Please count the lines in the material below that include "impl". Reply with the number alone.

-- Records to use follows --

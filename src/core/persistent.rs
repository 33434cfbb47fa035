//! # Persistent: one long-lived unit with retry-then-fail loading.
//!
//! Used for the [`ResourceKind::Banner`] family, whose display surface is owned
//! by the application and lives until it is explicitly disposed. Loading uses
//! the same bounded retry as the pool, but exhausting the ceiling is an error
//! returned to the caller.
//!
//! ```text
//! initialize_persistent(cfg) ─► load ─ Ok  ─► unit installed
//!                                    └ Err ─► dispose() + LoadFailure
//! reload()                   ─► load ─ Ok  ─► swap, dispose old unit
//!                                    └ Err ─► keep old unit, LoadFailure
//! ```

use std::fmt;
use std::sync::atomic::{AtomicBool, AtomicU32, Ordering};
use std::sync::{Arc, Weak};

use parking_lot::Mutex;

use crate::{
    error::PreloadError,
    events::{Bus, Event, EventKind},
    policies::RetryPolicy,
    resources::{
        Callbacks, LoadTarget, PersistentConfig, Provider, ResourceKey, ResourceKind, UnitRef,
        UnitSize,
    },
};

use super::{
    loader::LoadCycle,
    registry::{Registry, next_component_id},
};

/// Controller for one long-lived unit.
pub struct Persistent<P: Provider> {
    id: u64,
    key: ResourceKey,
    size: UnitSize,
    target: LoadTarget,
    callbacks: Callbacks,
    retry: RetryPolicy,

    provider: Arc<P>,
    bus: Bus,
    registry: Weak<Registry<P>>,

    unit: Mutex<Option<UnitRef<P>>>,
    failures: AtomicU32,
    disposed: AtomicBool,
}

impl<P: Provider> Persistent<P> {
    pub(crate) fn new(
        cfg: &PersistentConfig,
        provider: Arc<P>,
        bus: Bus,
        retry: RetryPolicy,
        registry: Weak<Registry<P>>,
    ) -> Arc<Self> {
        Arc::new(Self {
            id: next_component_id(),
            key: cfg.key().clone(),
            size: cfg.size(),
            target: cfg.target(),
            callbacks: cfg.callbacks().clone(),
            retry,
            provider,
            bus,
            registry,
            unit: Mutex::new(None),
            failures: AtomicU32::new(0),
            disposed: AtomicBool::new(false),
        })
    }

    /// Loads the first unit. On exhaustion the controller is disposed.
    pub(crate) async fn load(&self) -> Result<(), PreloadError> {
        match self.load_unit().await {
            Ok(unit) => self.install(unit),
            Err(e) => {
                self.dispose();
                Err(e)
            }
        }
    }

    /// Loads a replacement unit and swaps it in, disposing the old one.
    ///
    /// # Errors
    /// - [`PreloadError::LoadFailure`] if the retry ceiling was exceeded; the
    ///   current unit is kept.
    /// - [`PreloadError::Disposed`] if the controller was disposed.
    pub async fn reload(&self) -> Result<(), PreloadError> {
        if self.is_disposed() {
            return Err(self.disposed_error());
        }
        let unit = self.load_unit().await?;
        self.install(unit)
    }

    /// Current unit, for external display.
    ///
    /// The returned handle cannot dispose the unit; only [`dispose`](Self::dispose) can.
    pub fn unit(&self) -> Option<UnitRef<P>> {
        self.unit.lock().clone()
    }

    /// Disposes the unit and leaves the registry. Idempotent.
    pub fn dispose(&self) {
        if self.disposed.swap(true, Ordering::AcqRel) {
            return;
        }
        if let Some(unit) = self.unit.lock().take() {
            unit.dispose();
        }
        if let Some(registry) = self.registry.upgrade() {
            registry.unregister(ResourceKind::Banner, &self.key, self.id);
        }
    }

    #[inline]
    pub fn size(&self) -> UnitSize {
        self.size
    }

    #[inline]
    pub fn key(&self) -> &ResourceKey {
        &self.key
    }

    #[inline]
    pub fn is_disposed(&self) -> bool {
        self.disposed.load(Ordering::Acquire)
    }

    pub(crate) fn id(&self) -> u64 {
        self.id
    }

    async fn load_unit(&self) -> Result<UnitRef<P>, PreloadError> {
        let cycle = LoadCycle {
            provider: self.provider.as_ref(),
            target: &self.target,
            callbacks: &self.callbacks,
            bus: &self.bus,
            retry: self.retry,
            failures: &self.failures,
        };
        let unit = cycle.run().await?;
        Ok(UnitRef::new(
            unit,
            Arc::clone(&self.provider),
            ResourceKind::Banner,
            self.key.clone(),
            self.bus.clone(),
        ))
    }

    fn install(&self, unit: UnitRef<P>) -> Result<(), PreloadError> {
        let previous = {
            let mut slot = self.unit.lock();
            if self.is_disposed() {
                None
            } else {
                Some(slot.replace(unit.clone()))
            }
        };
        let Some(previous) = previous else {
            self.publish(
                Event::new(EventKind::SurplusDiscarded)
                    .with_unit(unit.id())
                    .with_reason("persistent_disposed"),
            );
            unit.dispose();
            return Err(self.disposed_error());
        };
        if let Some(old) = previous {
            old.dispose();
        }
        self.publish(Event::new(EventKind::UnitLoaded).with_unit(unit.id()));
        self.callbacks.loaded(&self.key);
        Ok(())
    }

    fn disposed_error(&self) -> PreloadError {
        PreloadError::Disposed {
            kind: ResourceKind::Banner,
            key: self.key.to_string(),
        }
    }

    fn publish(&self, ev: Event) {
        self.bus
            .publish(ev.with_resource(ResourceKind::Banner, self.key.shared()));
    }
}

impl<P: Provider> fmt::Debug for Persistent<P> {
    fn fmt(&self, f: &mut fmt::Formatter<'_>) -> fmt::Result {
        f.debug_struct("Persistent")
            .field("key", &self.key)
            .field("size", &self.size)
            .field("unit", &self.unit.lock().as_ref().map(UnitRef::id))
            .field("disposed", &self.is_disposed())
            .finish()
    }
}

-- Records to use concluded --

## Solution for this problem
2